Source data
┌──

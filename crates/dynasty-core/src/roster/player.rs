// Player record and the small vocabularies around it (years, positions, status).

use serde::Serialize;
use std::fmt;

/// Marker appended to a year string once a player has used their redshirt season.
pub const REDSHIRT_MARKER: &str = "(RS)";

/// Canonical depth-chart order used when sorting rosters.
pub const POSITION_ORDER: &[&str] = &[
    "QB", "HB", "FB", "WR", "TE", "LT", "LG", "C", "RG", "RT", "LEDG", "REDG", "DT", "WILL",
    "MIKE", "SAM", "CB", "FS", "SS", "K", "P", "ATH",
];

/// Sort key for a position. Positions outside the canonical list sort last.
pub fn position_sort_order(position: &str) -> usize {
    POSITION_ORDER
        .iter()
        .position(|p| *p == position)
        .unwrap_or(POSITION_ORDER.len())
}

/// Whether a year string carries the redshirt marker, e.g. `"JR (RS)"`.
///
/// This is the only trigger for the redshirt valuation discount; the
/// `redshirt` flag on `Player` means something else.
pub fn is_redshirt_year(year: &str) -> bool {
    year.contains(REDSHIRT_MARKER)
}

/// Whether a year string is a senior class (`SR` or `SR (RS)`).
pub fn is_senior(year: &str) -> bool {
    matches!(year, "SR" | "SR (RS)")
}

/// Whether a `DRAFTED` cell marks the player as drafted. Empty cells and
/// negative flag words (`FALSE`, `no`, `n`, `0`) do not.
pub fn is_draft_marker(text: &str) -> bool {
    let text = text.trim();
    !text.is_empty()
        && !matches!(text.to_ascii_lowercase().as_str(), "false" | "no" | "n" | "0")
}

/// One row of a roster or recruiting table.
#[derive(Debug, Clone, Default, PartialEq)]
pub struct Player {
    pub first_name: String,
    pub last_name: String,
    pub position: String,
    /// Eligibility class: `HS`, `FR`, `SO`, `JR`, `SR`, optionally suffixed ` (RS)`.
    pub year: String,
    /// Current overall.
    pub rating: u32,
    /// Overall at time of evaluation; drives the dynasty value.
    pub base_rating: f64,
    pub dev_trait: String,
    pub archetype: String,
    /// Sitting out the current season. Turns into the `(RS)` year suffix at rollover.
    pub redshirt: bool,
    pub cut: bool,
    /// Draft marker; any non-empty text means the player left for the draft.
    pub drafted: Option<String>,
    pub transfer_out: bool,
    pub city: String,
    pub state: String,
    /// School a recruit committed to. Only meaningful in recruiting tables.
    pub committed_to: Option<String>,
    /// Raw cells as read, aligned with the source table's headers. Empty for
    /// players built in code.
    pub raw: Vec<String>,
}

impl Player {
    pub fn full_name(&self) -> String {
        format!("{} {}", self.first_name, self.last_name)
    }

    /// Whether the player was marked as leaving the program this season.
    pub fn is_departing(&self) -> bool {
        self.cut || self.transfer_out || self.drafted.as_deref().is_some_and(is_draft_marker)
    }
}

impl fmt::Display for Player {
    fn fmt(&self, f: &mut fmt::Formatter<'_>) -> fmt::Result {
        write!(
            f,
            "{} {} - {} ({})",
            self.first_name, self.last_name, self.position, self.year
        )
    }
}

/// Retention status for the coming season.
#[derive(Debug, Clone, Copy, PartialEq, Eq, Hash, Serialize)]
pub enum Status {
    #[serde(rename = "GRADUATING")]
    Graduating,
    #[serde(rename = "SAFE")]
    Safe,
    #[serde(rename = "AT RISK")]
    AtRisk,
    #[serde(rename = "CUT")]
    Cut,
}

impl Status {
    pub fn label(&self) -> &'static str {
        match self {
            Status::Graduating => "GRADUATING",
            Status::Safe => "SAFE",
            Status::AtRisk => "AT RISK",
            Status::Cut => "CUT",
        }
    }
}

impl fmt::Display for Status {
    fn fmt(&self, f: &mut fmt::Formatter<'_>) -> fmt::Result {
        f.write_str(self.label())
    }
}

#[cfg(test)]
mod tests {
    use super::*;

    #[test]
    fn redshirt_marker_detection() {
        assert!(is_redshirt_year("JR (RS)"));
        assert!(is_redshirt_year("FR (RS)"));
        assert!(!is_redshirt_year("JR"));
        assert!(!is_redshirt_year("RS"));
        assert!(!is_redshirt_year(""));
    }

    #[test]
    fn senior_classes() {
        assert!(is_senior("SR"));
        assert!(is_senior("SR (RS)"));
        assert!(!is_senior("JR (RS)"));
        assert!(!is_senior("GRADUATED"));
    }

    #[test]
    fn position_order_puts_unknown_last() {
        assert_eq!(position_sort_order("QB"), 0);
        assert!(position_sort_order("ATH") > position_sort_order("P"));
        assert_eq!(position_sort_order("LOLB"), POSITION_ORDER.len());
    }

    #[test]
    fn departure_markers() {
        let mut p = Player::default();
        assert!(!p.is_departing());

        p.drafted = Some(String::new());
        assert!(!p.is_departing());

        p.drafted = Some("FALSE".into());
        assert!(!p.is_departing());

        p.drafted = Some("R1".into());
        assert!(p.is_departing());

        let transfer = Player {
            transfer_out: true,
            ..Player::default()
        };
        assert!(transfer.is_departing());
    }

    #[test]
    fn draft_marker_words() {
        for drafted in ["R1", "Round 3", "TRUE", "yes", "2026"] {
            assert!(is_draft_marker(drafted), "{drafted} should count as drafted");
        }
        for undrafted in ["", "  ", "FALSE", "False", "no", "N", "0"] {
            assert!(!is_draft_marker(undrafted), "{undrafted:?} should not count as drafted");
        }
    }

    #[test]
    fn display_matches_roster_listing() {
        let p = Player {
            first_name: "John".into(),
            last_name: "Smith".into(),
            position: "QB".into(),
            year: "FR".into(),
            ..Player::default()
        };
        assert_eq!(p.to_string(), "John Smith - QB (FR)");
        assert_eq!(p.full_name(), "John Smith");
    }

    #[test]
    fn status_labels() {
        assert_eq!(Status::AtRisk.to_string(), "AT RISK");
        assert_eq!(Status::Graduating.label(), "GRADUATING");
    }
}
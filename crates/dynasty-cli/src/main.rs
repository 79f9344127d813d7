// Dynasty roster tool entry point.
//
// Subcommands:
// - analyze: value and classify a roster, write the annotated roster,
//   recruiting plan and scheme-fit summary
// - next-roster: roll an analysed roster into next season with the
//   recruiting class
//
// Logs go to <out-dir>/roster_processing.log, not the terminal.

mod discover;

use std::fs::File;
use std::path::{Path, PathBuf};

use anyhow::{bail, Context};
use clap::{Parser, Subcommand};
use serde::Serialize;
use tracing::{error, info, warn};

use dynasty_core::analysis::{self, RecruitingPlanRow, RosterAnalysis, SchemeFitSummary};
use dynasty_core::config::{self, DynastyConfig};
use dynasty_core::roster::io;
use dynasty_core::season;

const OUTPUT_FOLDER: &str = "cfb_dynasty_data";
const LOG_FILE: &str = "roster_processing.log";
const PLAYER_VALUES_FILE: &str = "player_values.csv";
const RECRUITING_PLAN_FILE: &str = "recruiting_plan.csv";
const SCHEME_FIT_FILE: &str = "scheme_fit.csv";
const NEW_ROSTER_FILE: &str = "New_Roster.csv";

#[derive(Parser)]
#[command(name = "dynasty")]
#[command(about = "College football dynasty roster valuation and recruiting planner")]
#[command(version)]
struct Cli {
    /// Configuration file (default: config/dynasty.toml, created on first run)
    #[arg(long, global = true)]
    config: Option<PathBuf>,

    #[command(subcommand)]
    command: Commands,
}

#[derive(Subcommand)]
enum Commands {
    /// Value every player, classify retention status and grade each position
    Analyze {
        /// Roster CSV; discovered in the data directory when omitted
        roster: Option<PathBuf>,

        /// Where to look for roster files (default: Downloads)
        #[arg(long)]
        data_dir: Option<PathBuf>,

        /// Where to write reports (default: <data-dir>/cfb_dynasty_data)
        #[arg(long)]
        out_dir: Option<PathBuf>,

        /// Also print the recruiting plan and scheme-fit summary as JSON
        #[arg(long)]
        json: bool,
    },

    /// Build next season's roster from the current roster and recruiting class
    NextRoster {
        /// School the recruits must be committed to
        #[arg(long)]
        school: String,

        /// Roster CSV; discovered in the data directory when omitted
        roster: Option<PathBuf>,

        /// Recruiting CSV; discovered in the data directory when omitted
        recruits: Option<PathBuf>,

        #[arg(long)]
        data_dir: Option<PathBuf>,

        #[arg(long)]
        out_dir: Option<PathBuf>,
    },
}

/// JSON view of one analysed roster.
#[derive(Serialize)]
struct JsonReport<'a> {
    roster: String,
    recruiting_plan: &'a [RecruitingPlanRow],
    scheme_fit: &'a [SchemeFitSummary],
    graduation_impact: Vec<analysis::GraduationImpact>,
}

fn main() -> anyhow::Result<()> {
    let cli = Cli::parse();

    match cli.command {
        Commands::Analyze {
            roster,
            data_dir,
            out_dir,
            json,
        } => {
            let (data_dir, out_dir) = resolve_dirs(data_dir, out_dir)?;
            init_tracing(&out_dir)?;
            info!("Roster analysis started");
            let config = load_config(cli.config.as_deref())?;

            let rosters = match roster {
                Some(path) => vec![path],
                None => discover::find_files(&data_dir, discover::ROSTER_PATTERN)?,
            };
            if rosters.is_empty() {
                error!("No roster CSV files found in {}", data_dir.display());
                bail!("no roster CSV files found in {}", data_dir.display());
            }

            run_batch(&rosters, |path| {
                analyze_file(path, &config, &out_dir, json).map(|_| ())
            })
        }
        Commands::NextRoster {
            school,
            roster,
            recruits,
            data_dir,
            out_dir,
        } => {
            let (data_dir, out_dir) = resolve_dirs(data_dir, out_dir)?;
            init_tracing(&out_dir)?;
            info!("Roster generation started for {}", school);
            let config = load_config(cli.config.as_deref())?;

            let rosters = match roster {
                Some(path) => vec![path],
                None => discover::find_files(&data_dir, discover::ROSTER_PATTERN)?,
            };
            if rosters.is_empty() {
                error!("No roster CSV files found in {}", data_dir.display());
                bail!("no roster CSV files found in {}", data_dir.display());
            }

            let recruits_path = match recruits {
                Some(path) => path,
                None => discover::find_files(&data_dir, discover::RECRUITING_PATTERN)?
                    .into_iter()
                    .next()
                    .with_context(|| {
                        format!("no recruiting CSV files found in {}", data_dir.display())
                    })?,
            };
            let recruits = io::load_recruits(&recruits_path)
                .with_context(|| format!("failed to load {}", recruits_path.display()))?;
            info!(
                "Loaded {} recruits from {}",
                recruits.players.len(),
                recruits_path.display()
            );

            run_batch(&rosters, |path| {
                let analysis = analyze_file(path, &config, &out_dir, false)?;
                let next = season::next_season(&analysis, &recruits.players, &school)
                    .with_context(|| format!("failed to roll over {}", path.display()))?;

                let out_path = out_dir.join(NEW_ROSTER_FILE);
                io::write_next_roster(create(&out_path)?, &next)
                    .with_context(|| format!("failed to write {}", out_path.display()))?;
                info!("New roster ({} players) saved to {}", next.len(), out_path.display());
                println!("{} -> {}", path.display(), out_path.display());
                Ok(())
            })
        }
    }
}

/// Run `process` over every file, logging and counting failures instead of
/// stopping. Fails only when nothing succeeded.
fn run_batch<F>(files: &[PathBuf], mut process: F) -> anyhow::Result<()>
where
    F: FnMut(&Path) -> anyhow::Result<()>,
{
    let mut processed = 0usize;
    let mut errors = 0usize;

    for path in files {
        info!("Processing {}", path.display());
        match process(path) {
            Ok(()) => processed += 1,
            Err(e) => {
                errors += 1;
                error!("Error processing {}: {:#}", path.display(), e);
                eprintln!("error: {}: {:#}", path.display(), e);
            }
        }
    }

    info!(
        "Processing complete: {} files processed successfully, {} errors",
        processed, errors
    );
    if processed == 0 {
        bail!("all {} input files failed", errors);
    }
    Ok(())
}

/// Analyse one roster file and write its three reports into `out_dir`.
fn analyze_file(
    path: &Path,
    config: &DynastyConfig,
    out_dir: &Path,
    json: bool,
) -> anyhow::Result<RosterAnalysis> {
    let table = io::load_roster(path).with_context(|| format!("failed to load {}", path.display()))?;
    let headers = table.headers;
    let result = analysis::analyze_roster(table.players, config);

    let values_path = out_dir.join(PLAYER_VALUES_FILE);
    io::write_annotated_roster(create(&values_path)?, &headers, &result.players)
        .with_context(|| format!("failed to write {}", values_path.display()))?;

    let plan_path = out_dir.join(RECRUITING_PLAN_FILE);
    io::write_rows(create(&plan_path)?, &result.recruiting_plan)
        .with_context(|| format!("failed to write {}", plan_path.display()))?;

    let fit_path = out_dir.join(SCHEME_FIT_FILE);
    io::write_rows(create(&fit_path)?, &result.scheme_fit)
        .with_context(|| format!("failed to write {}", fit_path.display()))?;

    for row in analysis::graduation_impact(&result) {
        info!(
            "Graduating at {}: {} (avg value {:.2})",
            row.position, row.count, row.avg_value
        );
    }
    for p in analysis::position_change_candidates(&result) {
        warn!(
            "Weak scheme fit: {} ({}, weight {:.2})",
            p.player,
            p.player.archetype,
            p.scheme_fit.unwrap_or_default()
        );
    }

    info!("Reports for {} written to {}", path.display(), out_dir.display());
    println!("{} -> {}", path.display(), out_dir.display());

    if json {
        let report = JsonReport {
            roster: path.display().to_string(),
            recruiting_plan: &result.recruiting_plan,
            scheme_fit: &result.scheme_fit,
            graduation_impact: analysis::graduation_impact(&result),
        };
        println!("{}", serde_json::to_string_pretty(&report)?);
    }

    Ok(result)
}

fn create(path: &Path) -> anyhow::Result<File> {
    File::create(path).with_context(|| format!("failed to create {}", path.display()))
}

fn resolve_dirs(
    data_dir: Option<PathBuf>,
    out_dir: Option<PathBuf>,
) -> anyhow::Result<(PathBuf, PathBuf)> {
    let data_dir = match data_dir {
        Some(dir) => dir,
        None => discover::default_data_dir()?,
    };
    let out_dir = out_dir.unwrap_or_else(|| data_dir.join(OUTPUT_FOLDER));
    Ok((data_dir, out_dir))
}

fn load_config(path: Option<&Path>) -> anyhow::Result<DynastyConfig> {
    let config = match path {
        Some(path) => config::load_config_file(path),
        None => config::load_config(),
    }
    .context("failed to load configuration")?;
    info!(
        "Config loaded: {} positions, redshirt discount {}",
        config.positions.len(),
        config.valuation.redshirt_discount
    );
    Ok(config)
}

/// Initialize tracing to log to a file in the output directory.
fn init_tracing(log_dir: &Path) -> anyhow::Result<()> {
    use tracing_subscriber::fmt;
    use tracing_subscriber::EnvFilter;

    std::fs::create_dir_all(log_dir)
        .with_context(|| format!("failed to create {}", log_dir.display()))?;

    let log_file = File::create(log_dir.join(LOG_FILE))?;

    let subscriber = fmt::Subscriber::builder()
        .with_env_filter(
            EnvFilter::try_from_default_env()
                .unwrap_or_else(|_| EnvFilter::new("dynasty=info,warn")),
        )
        .with_writer(log_file)
        .with_ansi(false)
        .with_target(true)
        .with_line_number(true)
        .finish();

    tracing::subscriber::set_global_default(subscriber)
        .context("failed to set tracing subscriber")?;

    Ok(())
}
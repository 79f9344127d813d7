// Valuation engine: dynasty value and retention status.

pub mod status;
pub mod value;

pub use status::{best_at_position, classify_status};
pub use value::{compute_value, round2};
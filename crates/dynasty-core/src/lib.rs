// Library root: re-exports all modules so integration tests and the CLI can
// access the crate's public API.

pub mod analysis;
pub mod config;
pub mod roster;
pub mod season;
pub mod valuation;
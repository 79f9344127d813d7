// Recruiting plan: per-position headcount for next season against the
// configured minimum, position grade, and a three-tier recruiting priority.

use serde::Serialize;
use std::fmt;
use tracing::debug;

use super::grading::{blended_measure, Grade};
use super::AnnotatedPlayer;
use crate::config::DynastyConfig;
use crate::roster::player::Status;

/// Recruiting urgency for a position.
#[derive(Debug, Clone, Copy, PartialEq, Eq, Hash, Serialize)]
pub enum Priority {
    #[serde(rename = "HIGH")]
    High,
    #[serde(rename = "MEDIUM")]
    Medium,
    #[serde(rename = "LOW")]
    Low,
}

impl Priority {
    pub fn label(&self) -> &'static str {
        match self {
            Priority::High => "HIGH",
            Priority::Medium => "MEDIUM",
            Priority::Low => "LOW",
        }
    }
}

impl fmt::Display for Priority {
    fn fmt(&self, f: &mut fmt::Formatter<'_>) -> fmt::Result {
        f.write_str(self.label())
    }
}

/// One row of the recruiting plan.
#[derive(Debug, Clone, PartialEq, Serialize)]
pub struct RecruitingPlanRow {
    #[serde(rename = "Position")]
    pub position: String,
    /// Players at the position who are not graduating.
    #[serde(rename = "Current Count")]
    pub current_count: usize,
    #[serde(rename = "Min Required")]
    pub min_required: usize,
    #[serde(rename = "Blended Value")]
    pub blended_value: f64,
    #[serde(rename = "Grade")]
    pub grade: Grade,
    #[serde(rename = "Priority")]
    pub priority: Priority,
}

/// Recruiting priority: understaffed -> High; otherwise an F grade -> High,
/// a plain C grade -> Medium, anything else -> Low. C+ and C- are not C.
pub fn recruiting_priority(current_count: usize, min_required: usize, grade: Grade) -> Priority {
    if current_count < min_required {
        Priority::High
    } else {
        match grade {
            Grade::F => Priority::High,
            Grade::C => Priority::Medium,
            _ => Priority::Low,
        }
    }
}

/// Values of every player listed at `position`, graduating players included.
pub(crate) fn position_values(players: &[AnnotatedPlayer], position: &str) -> Vec<f64> {
    players
        .iter()
        .filter(|p| p.player.position == position)
        .map(|p| p.value)
        .collect()
}

/// Build the recruiting plan, one row per configured position in config order.
///
/// Headcount excludes graduating players; the blended value covers the whole
/// position group as it stands this season.
pub fn recruiting_plan(players: &[AnnotatedPlayer], config: &DynastyConfig) -> Vec<RecruitingPlanRow> {
    config
        .positions
        .iter()
        .map(|req| {
            let current_count = players
                .iter()
                .filter(|p| p.player.position == req.name && p.status != Status::Graduating)
                .count();
            let blended_value = blended_measure(&position_values(players, &req.name), req.starters);
            let grade = Grade::from_value(blended_value);
            let priority = recruiting_priority(current_count, req.min, grade);

            debug!(
                "{}: {} returning (min {}), blended {:.2} ({}), priority {}",
                req.name, current_count, req.min, blended_value, grade, priority
            );

            RecruitingPlanRow {
                position: req.name.clone(),
                current_count,
                min_required: req.min,
                blended_value,
                grade,
                priority,
            }
        })
        .collect()
}
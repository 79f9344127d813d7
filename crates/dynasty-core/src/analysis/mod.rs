// Roster analysis: valuation, status, position grades, scheme fit and the
// recruiting plan, assembled in one pass.

pub mod grading;
pub mod recruiting;
pub mod reports;
pub mod scheme_fit;

use tracing::info;

use crate::config::DynastyConfig;
use crate::roster::player::{position_sort_order, Player, Status};
use crate::valuation::{best_at_position, classify_status, compute_value};

pub use grading::{blended_measure, grade, Grade};
pub use recruiting::{recruiting_plan, Priority, RecruitingPlanRow};
pub use reports::{graduation_impact, position_change_candidates, GraduationImpact};
pub use scheme_fit::{scheme_fit_summary, FitClass, SchemeFitSummary};

/// A roster row with its computed value, status and scheme-fit weight.
#[derive(Debug, Clone, PartialEq)]
pub struct AnnotatedPlayer {
    pub player: Player,
    pub value: f64,
    pub status: Status,
    /// Weight of the player's archetype at their own position. `None` when
    /// the position has no requirements entry.
    pub scheme_fit: Option<f64>,
}

/// Everything one analysis pass produces.
#[derive(Debug, Clone)]
pub struct RosterAnalysis {
    /// Annotated roster, sorted by position order then rating descending.
    pub players: Vec<AnnotatedPlayer>,
    pub recruiting_plan: Vec<RecruitingPlanRow>,
    pub scheme_fit: Vec<SchemeFitSummary>,
}

impl RosterAnalysis {
    /// Number of players with the given status.
    pub fn count_status(&self, status: Status) -> usize {
        self.players.iter().filter(|p| p.status == status).count()
    }
}

/// Run a full analysis pass over a roster.
///
/// Every row is valued before anything else looks at it; the scheme-fit
/// summary and recruiting plan both read the valued roster in its input
/// order, and only the returned player list is re-sorted.
pub fn analyze_roster(players: Vec<Player>, config: &DynastyConfig) -> RosterAnalysis {
    let best = best_at_position(&players);

    let mut annotated: Vec<AnnotatedPlayer> = players
        .into_iter()
        .map(|player| {
            let value = compute_value(&player, &config.valuation);
            let scheme_fit = config
                .requirement(&player.position)
                .map(|req| req.archetype_weight(&player.archetype));
            AnnotatedPlayer {
                player,
                value,
                // Placeholder until best-at-position is applied below.
                status: Status::Safe,
                scheme_fit,
            }
        })
        .collect();

    let scheme_fit = scheme_fit_summary(&annotated, config);

    for (p, is_best) in annotated.iter_mut().zip(best) {
        p.status = classify_status(p.value, &p.player.year, is_best);
    }

    let plan = recruiting_plan(&annotated, config);

    annotated.sort_by(|a, b| {
        position_sort_order(&a.player.position)
            .cmp(&position_sort_order(&b.player.position))
            .then_with(|| b.player.rating.cmp(&a.player.rating))
    });

    let analysis = RosterAnalysis {
        players: annotated,
        recruiting_plan: plan,
        scheme_fit,
    };

    info!(
        "Analyzed {} players: {} safe, {} at risk, {} cut, {} graduating",
        analysis.players.len(),
        analysis.count_status(Status::Safe),
        analysis.count_status(Status::AtRisk),
        analysis.count_status(Status::Cut),
        analysis.count_status(Status::Graduating),
    );

    analysis
}
//! Service layer: the enrollment state machine and its collaborators.

pub mod access_code;
pub mod enrollment;
pub mod rate_limit;
pub mod stats;

pub use access_code::AccessCodeIssuer;
pub use enrollment::{
    CancelOutcome, EnrollmentError, EnrollmentOutcome, EnrollmentService, ErrorKind,
    WebhookDisposition,
};
pub use rate_limit::WebhookRateLimiter;
pub use stats::StatsAggregator;
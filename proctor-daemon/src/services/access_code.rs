//! Access code generation.
//!
//! Codes are 12 lowercase hex characters drawn from the OS RNG. Collision
//! handling is optimistic: the caller inserts with a candidate code and
//! retries on a uniqueness violation, up to the issuer's bound. The bound is
//! explicit configuration so operators can spot a ledger dense enough to
//! exhaust it.

use proctor_core::enrollment::ACCESS_CODE_LEN;
use rand::rngs::OsRng;
use rand::RngCore;

/// Default number of insert attempts before giving up.
pub const DEFAULT_CODE_ATTEMPTS: u32 = 10;

/// Issues candidate access codes.
#[derive(Debug, Clone, Copy)]
pub struct AccessCodeIssuer {
    max_attempts: u32,
}

impl AccessCodeIssuer {
    pub fn new(max_attempts: u32) -> Self {
        Self {
            max_attempts: max_attempts.max(1),
        }
    }

    /// How many candidate codes a single admission may try.
    pub fn max_attempts(&self) -> u32 {
        self.max_attempts
    }

    /// Draw a uniformly random 12-hex-character code.
    pub fn generate(&self) -> String {
        let mut bytes = [0u8; ACCESS_CODE_LEN / 2];
        OsRng.fill_bytes(&mut bytes);
        hex::encode(bytes)
    }
}

impl Default for AccessCodeIssuer {
    fn default() -> Self {
        Self::new(DEFAULT_CODE_ATTEMPTS)
    }
}

/// Normalize an access code from user input.
///
/// Trims, lowercases, and checks the 12-hex shape. Returns None for anything
/// that cannot be a code, so lookups never hit the ledger with garbage.
pub fn normalize(input: &str) -> Option<String> {
    let normalized: String = input.trim().to_ascii_lowercase();
    if normalized.len() != ACCESS_CODE_LEN {
        return None;
    }
    if !normalized.chars().all(|c| c.is_ascii_hexdigit()) {
        return None;
    }
    Some(normalized)
}
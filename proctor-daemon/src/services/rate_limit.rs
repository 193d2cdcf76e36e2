//! Rate limiting for the webhook intake endpoint.
//!
//! The intake path is unauthenticated by design (the payload signature is
//! checked inside the gateway abstraction), so it gets a sustained-rate
//! limiter with burst headroom in front of it.

use std::num::NonZeroU32;
use std::sync::Arc;

use governor::{
    clock::DefaultClock,
    state::{InMemoryState, NotKeyed},
    Quota, RateLimiter,
};

/// Request rejected because the sustained rate was exceeded.
#[derive(Debug, thiserror::Error)]
#[error("rate limit exceeded")]
pub struct RateLimited;

/// Token-bucket limiter for webhook deliveries.
pub struct WebhookRateLimiter {
    limiter: Arc<RateLimiter<NotKeyed, InMemoryState, DefaultClock>>,
}

impl WebhookRateLimiter {
    /// Create a limiter with a sustained per-second rate and a burst size.
    /// Zero values fall back to the defaults (2/s, burst 10).
    pub fn new(per_second: u32, burst_size: u32) -> Self {
        let per_second = NonZeroU32::new(per_second).unwrap_or(NonZeroU32::new(2).unwrap());
        let burst_size = NonZeroU32::new(burst_size).unwrap_or(NonZeroU32::new(10).unwrap());

        let quota = Quota::per_second(per_second).allow_burst(burst_size);

        Self {
            limiter: Arc::new(RateLimiter::direct(quota)),
        }
    }

    /// Check whether a delivery may proceed.
    pub fn check(&self) -> Result<(), RateLimited> {
        match self.limiter.check() {
            Ok(()) => Ok(()),
            Err(_) => {
                tracing::warn!("webhook rate limit exceeded");
                Err(RateLimited)
            }
        }
    }
}

impl Default for WebhookRateLimiter {
    fn default() -> Self {
        Self::new(2, 10)
    }
}

impl Clone for WebhookRateLimiter {
    fn clone(&self) -> Self {
        Self {
            limiter: Arc::clone(&self.limiter),
        }
    }
}

#[cfg(test)]
mod tests {
    use super::*;
    use std::time::Duration;

    #[test]
    fn allows_burst_then_limits() {
        let limiter = WebhookRateLimiter::new(1, 5);

        for i in 0..5 {
            assert!(limiter.check().is_ok(), "request {i} should fit the burst");
        }
        assert!(limiter.check().is_err());
    }

    #[tokio::test]
    async fn refills_over_time() {
        let limiter = WebhookRateLimiter::new(10, 1);

        assert!(limiter.check().is_ok());
        assert!(limiter.check().is_err());

        // 10/s refills one token every 100ms.
        tokio::time::sleep(Duration::from_millis(150)).await;
        assert!(limiter.check().is_ok());
    }

    #[test]
    fn zero_config_falls_back_to_defaults() {
        let limiter = WebhookRateLimiter::new(0, 0);
        for _ in 0..10 {
            assert!(limiter.check().is_ok());
        }
        assert!(limiter.check().is_err());
    }
}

└──

> **Exercise goal**: Copy, exactly and only, the lines above that begin with the one containing "const PLAYER_VALUES_FILE: &str" and finish with the one containing "be committed to".

> **Answer space**:
const PLAYER_VALUES_FILE: &str = "player_values.csv";
const RECRUITING_PLAN_FILE: &str = "recruiting_plan.csv";
const SCHEME_FIT_FILE: &str = "scheme_fit.csv";
const NEW_ROSTER_FILE: &str = "New_Roster.csv";

#[derive(Parser)]
#[command(name = "dynasty")]
#[command(about = "College football dynasty roster valuation and recruiting planner")]
#[command(version)]
struct Cli {
    /// Configuration file (default: config/dynasty.toml, created on first run)
    #[arg(long, global = true)]
    config: Option<PathBuf>,

    #[command(subcommand)]
    command: Commands,
}

#[derive(Subcommand)]
enum Commands {
    /// Value every player, classify retention status and grade each position
    Analyze {
        /// Roster CSV; discovered in the data directory when omitted
        roster: Option<PathBuf>,

        /// Where to look for roster files (default: Downloads)
        #[arg(long)]
        data_dir: Option<PathBuf>,

        /// Where to write reports (default: <data-dir>/cfb_dynasty_data)
        #[arg(long)]
        out_dir: Option<PathBuf>,

        /// Also print the recruiting plan and scheme-fit summary as JSON
        #[arg(long)]
        json: bool,
    },

    /// Build next season's roster from the current roster and recruiting class
    NextRoster {
        /// School the recruits must be committed to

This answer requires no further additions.